▶ [EXERCISE GOAL] Begin at the line containing "impl std::fmt::Display for RowError" in the entries below and end at the line containing "accepted note's onset"; transcribe that range exactly and nothing outside it.

[[ DATA IN THIS EXERCISE open ]]

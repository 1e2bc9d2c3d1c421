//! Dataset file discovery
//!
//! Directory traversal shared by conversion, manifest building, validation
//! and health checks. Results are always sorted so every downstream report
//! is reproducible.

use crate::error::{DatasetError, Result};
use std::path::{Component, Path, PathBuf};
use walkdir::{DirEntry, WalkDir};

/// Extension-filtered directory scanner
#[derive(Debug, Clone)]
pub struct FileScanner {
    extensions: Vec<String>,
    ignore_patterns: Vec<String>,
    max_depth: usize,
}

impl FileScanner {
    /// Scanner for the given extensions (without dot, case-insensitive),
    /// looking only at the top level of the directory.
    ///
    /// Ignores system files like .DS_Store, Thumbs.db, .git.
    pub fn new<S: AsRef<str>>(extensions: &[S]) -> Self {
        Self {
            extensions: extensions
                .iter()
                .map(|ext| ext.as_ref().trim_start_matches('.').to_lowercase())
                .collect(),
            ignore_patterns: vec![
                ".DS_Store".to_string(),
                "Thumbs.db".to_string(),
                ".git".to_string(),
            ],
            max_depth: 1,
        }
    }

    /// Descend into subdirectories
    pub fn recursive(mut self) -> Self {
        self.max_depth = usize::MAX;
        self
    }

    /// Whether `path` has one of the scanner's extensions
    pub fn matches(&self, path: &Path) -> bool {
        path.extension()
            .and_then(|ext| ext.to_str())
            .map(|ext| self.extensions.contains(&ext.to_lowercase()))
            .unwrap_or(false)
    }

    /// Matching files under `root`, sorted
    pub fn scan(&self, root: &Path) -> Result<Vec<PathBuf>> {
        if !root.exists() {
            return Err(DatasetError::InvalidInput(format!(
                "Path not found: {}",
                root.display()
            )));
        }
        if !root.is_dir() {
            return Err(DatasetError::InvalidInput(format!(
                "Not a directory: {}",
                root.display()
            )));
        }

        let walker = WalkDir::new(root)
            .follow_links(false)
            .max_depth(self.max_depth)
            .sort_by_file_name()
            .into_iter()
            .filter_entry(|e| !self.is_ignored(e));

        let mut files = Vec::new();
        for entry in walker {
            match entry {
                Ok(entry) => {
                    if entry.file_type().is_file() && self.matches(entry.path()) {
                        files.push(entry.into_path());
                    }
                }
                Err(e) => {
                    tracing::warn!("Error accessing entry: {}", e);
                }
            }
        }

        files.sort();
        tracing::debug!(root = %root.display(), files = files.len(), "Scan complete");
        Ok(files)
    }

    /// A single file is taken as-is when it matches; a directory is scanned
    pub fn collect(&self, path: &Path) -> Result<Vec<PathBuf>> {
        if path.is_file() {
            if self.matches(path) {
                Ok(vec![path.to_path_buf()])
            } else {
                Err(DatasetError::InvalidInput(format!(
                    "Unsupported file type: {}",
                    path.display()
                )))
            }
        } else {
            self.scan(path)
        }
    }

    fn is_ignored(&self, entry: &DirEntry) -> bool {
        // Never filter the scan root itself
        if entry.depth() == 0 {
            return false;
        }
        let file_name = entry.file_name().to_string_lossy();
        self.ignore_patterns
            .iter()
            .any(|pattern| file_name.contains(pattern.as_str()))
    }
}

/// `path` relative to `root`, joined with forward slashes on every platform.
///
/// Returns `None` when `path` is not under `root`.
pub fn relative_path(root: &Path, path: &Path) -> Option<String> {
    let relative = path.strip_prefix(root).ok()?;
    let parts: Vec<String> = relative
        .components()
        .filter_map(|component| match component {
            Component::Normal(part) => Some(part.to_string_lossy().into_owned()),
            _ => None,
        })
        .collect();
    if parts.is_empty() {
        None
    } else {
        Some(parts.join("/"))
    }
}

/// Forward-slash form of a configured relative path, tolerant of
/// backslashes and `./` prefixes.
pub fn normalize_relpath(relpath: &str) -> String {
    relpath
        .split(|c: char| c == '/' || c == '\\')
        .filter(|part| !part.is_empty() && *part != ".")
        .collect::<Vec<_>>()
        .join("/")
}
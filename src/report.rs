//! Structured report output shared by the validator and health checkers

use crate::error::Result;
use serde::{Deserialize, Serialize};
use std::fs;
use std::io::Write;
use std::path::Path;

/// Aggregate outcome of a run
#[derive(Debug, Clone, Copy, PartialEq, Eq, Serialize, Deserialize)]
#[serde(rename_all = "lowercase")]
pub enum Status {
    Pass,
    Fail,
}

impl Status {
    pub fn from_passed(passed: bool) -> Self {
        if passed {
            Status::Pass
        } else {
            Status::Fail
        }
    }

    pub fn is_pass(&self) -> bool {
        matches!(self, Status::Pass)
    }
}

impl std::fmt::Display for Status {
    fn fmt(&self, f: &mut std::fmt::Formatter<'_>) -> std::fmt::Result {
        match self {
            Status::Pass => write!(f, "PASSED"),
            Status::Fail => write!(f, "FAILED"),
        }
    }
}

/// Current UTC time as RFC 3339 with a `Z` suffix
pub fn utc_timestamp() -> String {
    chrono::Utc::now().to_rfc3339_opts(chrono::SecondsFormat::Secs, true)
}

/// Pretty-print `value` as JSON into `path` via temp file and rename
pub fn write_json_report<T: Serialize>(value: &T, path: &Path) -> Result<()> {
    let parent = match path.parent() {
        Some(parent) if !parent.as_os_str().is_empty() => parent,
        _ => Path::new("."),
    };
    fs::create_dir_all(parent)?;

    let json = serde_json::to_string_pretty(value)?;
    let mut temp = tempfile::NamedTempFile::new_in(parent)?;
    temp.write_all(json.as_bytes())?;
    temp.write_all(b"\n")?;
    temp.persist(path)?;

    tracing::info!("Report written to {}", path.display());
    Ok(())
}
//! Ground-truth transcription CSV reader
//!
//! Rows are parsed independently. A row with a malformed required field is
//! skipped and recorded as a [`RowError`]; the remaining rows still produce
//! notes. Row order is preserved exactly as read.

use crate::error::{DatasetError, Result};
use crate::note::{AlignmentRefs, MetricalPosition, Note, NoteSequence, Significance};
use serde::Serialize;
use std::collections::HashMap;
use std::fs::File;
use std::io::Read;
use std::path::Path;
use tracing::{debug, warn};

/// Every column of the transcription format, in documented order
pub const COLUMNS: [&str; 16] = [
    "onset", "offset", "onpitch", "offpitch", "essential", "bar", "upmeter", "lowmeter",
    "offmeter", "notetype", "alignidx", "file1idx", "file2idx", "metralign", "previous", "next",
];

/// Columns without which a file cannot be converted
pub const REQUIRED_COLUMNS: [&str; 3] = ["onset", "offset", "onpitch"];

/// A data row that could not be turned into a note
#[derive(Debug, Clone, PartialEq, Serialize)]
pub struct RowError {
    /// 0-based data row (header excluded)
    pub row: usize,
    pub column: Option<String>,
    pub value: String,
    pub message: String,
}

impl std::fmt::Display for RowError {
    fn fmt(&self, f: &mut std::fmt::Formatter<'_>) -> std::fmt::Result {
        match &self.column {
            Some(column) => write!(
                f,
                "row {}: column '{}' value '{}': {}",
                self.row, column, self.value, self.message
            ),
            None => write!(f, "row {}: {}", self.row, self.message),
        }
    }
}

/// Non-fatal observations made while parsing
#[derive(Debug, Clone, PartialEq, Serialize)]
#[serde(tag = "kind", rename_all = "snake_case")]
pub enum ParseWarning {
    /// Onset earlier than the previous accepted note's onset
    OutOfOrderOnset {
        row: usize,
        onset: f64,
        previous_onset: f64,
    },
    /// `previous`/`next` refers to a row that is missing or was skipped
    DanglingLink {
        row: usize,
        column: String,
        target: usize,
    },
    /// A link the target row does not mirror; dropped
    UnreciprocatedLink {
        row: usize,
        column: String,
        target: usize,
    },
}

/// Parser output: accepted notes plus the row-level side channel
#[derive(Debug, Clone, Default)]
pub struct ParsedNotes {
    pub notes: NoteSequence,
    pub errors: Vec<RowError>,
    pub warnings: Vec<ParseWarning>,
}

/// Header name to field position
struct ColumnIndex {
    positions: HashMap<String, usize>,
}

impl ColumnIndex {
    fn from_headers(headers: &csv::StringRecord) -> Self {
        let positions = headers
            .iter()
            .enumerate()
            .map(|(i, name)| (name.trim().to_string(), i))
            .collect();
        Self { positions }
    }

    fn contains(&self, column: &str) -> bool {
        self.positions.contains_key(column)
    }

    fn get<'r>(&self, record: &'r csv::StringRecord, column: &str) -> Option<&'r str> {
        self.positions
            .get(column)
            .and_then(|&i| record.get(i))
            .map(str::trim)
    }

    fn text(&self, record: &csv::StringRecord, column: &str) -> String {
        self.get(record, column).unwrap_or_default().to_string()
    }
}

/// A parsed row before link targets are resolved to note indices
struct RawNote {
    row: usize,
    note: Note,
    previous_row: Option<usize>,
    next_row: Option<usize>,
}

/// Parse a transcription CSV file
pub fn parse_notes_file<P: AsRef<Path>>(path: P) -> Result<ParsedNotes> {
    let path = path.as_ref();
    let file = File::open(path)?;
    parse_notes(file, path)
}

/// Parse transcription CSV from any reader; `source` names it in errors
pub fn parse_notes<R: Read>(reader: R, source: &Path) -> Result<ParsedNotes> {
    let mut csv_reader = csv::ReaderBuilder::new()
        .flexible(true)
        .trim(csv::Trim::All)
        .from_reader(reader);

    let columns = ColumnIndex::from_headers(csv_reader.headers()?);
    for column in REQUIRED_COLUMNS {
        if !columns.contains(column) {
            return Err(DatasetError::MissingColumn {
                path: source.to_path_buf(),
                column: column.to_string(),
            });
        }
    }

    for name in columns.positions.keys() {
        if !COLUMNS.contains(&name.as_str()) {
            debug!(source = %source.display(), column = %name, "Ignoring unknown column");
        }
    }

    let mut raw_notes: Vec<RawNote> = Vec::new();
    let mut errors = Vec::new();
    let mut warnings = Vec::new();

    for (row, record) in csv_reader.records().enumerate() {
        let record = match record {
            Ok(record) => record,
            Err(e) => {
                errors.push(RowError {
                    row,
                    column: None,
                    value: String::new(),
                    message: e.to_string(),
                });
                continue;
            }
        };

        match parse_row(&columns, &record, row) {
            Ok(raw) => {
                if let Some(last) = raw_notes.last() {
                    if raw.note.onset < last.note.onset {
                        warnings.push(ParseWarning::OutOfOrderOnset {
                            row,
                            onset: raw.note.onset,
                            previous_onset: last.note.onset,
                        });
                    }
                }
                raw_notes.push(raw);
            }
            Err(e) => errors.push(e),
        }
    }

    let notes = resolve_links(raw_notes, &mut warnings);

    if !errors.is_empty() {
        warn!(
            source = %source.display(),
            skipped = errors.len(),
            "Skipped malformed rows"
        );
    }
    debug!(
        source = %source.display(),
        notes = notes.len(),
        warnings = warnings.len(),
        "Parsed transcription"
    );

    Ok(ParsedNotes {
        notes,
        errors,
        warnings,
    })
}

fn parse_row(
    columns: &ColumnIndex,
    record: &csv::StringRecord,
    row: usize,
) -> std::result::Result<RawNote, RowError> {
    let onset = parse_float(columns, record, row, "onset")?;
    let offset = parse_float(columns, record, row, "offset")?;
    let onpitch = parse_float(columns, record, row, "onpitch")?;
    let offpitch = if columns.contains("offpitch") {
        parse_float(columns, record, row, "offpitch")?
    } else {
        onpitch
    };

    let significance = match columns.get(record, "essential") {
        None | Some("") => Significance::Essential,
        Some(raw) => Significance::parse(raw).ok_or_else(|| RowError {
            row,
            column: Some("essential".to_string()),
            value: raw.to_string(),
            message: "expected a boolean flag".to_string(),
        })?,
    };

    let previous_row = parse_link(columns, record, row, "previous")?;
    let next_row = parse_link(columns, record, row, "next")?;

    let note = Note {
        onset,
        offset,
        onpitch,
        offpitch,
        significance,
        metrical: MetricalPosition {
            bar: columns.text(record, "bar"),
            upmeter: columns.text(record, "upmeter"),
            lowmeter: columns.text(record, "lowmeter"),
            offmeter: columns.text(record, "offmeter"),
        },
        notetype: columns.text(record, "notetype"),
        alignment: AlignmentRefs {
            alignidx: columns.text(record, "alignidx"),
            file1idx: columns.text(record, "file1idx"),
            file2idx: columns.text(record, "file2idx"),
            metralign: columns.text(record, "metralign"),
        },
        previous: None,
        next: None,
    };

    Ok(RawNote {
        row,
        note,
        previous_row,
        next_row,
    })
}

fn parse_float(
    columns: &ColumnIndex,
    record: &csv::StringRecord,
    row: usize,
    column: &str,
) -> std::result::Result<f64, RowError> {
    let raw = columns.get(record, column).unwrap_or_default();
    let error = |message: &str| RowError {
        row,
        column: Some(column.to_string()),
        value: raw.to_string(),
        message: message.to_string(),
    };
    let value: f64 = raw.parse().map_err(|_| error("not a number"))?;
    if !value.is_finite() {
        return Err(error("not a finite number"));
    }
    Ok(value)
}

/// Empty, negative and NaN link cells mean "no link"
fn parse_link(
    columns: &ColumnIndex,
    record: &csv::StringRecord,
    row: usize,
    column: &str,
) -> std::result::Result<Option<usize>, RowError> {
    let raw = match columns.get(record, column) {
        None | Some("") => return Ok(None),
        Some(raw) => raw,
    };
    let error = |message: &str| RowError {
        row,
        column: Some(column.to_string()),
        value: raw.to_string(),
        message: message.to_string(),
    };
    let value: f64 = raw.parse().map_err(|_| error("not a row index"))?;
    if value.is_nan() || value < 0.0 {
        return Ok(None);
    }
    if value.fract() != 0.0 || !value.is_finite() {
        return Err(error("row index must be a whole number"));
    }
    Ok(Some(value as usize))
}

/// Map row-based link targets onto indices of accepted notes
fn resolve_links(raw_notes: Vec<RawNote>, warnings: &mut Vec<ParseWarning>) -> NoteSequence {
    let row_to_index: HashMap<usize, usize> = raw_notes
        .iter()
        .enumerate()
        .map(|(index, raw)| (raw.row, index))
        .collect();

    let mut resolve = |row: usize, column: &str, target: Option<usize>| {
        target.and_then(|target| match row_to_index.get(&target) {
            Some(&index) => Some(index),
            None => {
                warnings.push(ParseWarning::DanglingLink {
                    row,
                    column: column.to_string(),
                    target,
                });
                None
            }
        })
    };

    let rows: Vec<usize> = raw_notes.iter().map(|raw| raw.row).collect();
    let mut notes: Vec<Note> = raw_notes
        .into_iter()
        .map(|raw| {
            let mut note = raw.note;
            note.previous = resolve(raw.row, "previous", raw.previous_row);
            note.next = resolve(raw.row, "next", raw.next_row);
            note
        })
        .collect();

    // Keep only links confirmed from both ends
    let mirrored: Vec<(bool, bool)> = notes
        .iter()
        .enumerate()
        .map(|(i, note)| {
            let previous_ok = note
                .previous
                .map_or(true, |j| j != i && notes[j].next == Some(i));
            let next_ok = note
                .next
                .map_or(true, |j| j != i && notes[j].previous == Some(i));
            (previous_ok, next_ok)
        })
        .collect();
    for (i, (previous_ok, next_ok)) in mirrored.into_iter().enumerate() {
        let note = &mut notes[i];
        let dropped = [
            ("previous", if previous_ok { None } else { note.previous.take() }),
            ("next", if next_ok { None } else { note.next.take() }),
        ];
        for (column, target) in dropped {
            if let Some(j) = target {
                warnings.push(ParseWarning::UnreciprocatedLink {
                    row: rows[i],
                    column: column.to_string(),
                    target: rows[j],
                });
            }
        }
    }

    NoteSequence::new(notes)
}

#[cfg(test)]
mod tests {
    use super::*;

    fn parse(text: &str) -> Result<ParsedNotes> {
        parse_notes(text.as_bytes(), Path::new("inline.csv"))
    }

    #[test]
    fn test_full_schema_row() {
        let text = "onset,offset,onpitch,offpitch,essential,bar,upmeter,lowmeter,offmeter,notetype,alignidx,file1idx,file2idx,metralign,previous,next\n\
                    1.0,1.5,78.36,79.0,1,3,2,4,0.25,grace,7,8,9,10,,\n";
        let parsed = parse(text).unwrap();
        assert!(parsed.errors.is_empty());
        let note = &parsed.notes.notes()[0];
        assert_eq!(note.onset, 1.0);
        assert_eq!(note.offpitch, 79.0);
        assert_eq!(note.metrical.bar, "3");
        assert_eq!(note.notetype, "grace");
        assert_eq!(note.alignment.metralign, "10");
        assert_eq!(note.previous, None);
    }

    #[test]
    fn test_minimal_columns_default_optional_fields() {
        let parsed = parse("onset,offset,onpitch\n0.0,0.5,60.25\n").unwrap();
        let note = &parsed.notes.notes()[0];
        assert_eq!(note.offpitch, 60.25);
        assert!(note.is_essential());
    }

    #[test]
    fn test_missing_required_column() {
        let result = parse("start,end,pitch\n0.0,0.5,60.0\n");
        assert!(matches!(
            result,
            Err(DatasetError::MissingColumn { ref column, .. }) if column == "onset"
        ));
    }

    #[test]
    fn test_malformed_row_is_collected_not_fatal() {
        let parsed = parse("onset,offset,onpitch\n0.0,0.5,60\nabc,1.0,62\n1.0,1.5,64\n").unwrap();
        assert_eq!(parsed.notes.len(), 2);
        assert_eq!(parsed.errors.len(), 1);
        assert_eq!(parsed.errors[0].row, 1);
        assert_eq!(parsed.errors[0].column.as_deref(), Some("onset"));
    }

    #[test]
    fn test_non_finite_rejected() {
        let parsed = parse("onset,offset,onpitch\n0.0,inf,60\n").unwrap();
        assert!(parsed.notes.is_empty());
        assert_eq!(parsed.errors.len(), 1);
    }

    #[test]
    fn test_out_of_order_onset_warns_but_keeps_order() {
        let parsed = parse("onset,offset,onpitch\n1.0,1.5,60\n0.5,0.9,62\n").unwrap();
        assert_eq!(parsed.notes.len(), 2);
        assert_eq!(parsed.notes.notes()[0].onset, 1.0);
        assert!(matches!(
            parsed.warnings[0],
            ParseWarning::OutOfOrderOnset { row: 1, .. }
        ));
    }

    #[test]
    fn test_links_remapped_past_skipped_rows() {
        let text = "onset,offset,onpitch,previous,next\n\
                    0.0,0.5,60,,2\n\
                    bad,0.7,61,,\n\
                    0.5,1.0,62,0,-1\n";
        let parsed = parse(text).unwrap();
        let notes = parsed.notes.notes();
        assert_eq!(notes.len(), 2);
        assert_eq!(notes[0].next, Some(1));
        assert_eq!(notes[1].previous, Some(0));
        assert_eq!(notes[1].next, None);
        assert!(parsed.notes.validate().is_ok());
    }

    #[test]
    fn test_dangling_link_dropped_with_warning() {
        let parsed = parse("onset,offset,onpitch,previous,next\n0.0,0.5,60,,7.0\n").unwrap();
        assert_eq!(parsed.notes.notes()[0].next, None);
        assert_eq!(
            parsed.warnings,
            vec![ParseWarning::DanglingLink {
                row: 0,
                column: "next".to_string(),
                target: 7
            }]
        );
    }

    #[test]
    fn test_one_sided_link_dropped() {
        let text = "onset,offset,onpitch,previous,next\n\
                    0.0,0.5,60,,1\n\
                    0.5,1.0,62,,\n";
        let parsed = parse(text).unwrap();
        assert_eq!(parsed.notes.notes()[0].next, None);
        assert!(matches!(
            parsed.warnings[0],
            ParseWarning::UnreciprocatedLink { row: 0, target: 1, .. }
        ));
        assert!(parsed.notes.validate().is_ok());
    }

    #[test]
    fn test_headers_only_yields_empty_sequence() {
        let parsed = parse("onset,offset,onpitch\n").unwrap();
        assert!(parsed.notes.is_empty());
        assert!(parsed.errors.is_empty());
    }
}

[[ DATA IN THIS EXERCISE closed ]]

▶ [ANSWER FOR THIS EXERCISE]
impl std::fmt::Display for RowError {
    fn fmt(&self, f: &mut std::fmt::Formatter<'_>) -> std::fmt::Result {
        match &self.column {
            Some(column) => write!(
                f,
                "row {}: column '{}' value '{}': {}",
                self.row, column, self.value, self.message
            ),
            None => write!(f, "row {}: {}", self.row, self.message),
        }
    }
}

/// Non-fatal observations made while parsing
#[derive(Debug, Clone, PartialEq, Serialize)]
#[serde(tag = "kind", rename_all = "snake_case")]
pub enum ParseWarning {
    /// Onset earlier than the previous accepted note's onset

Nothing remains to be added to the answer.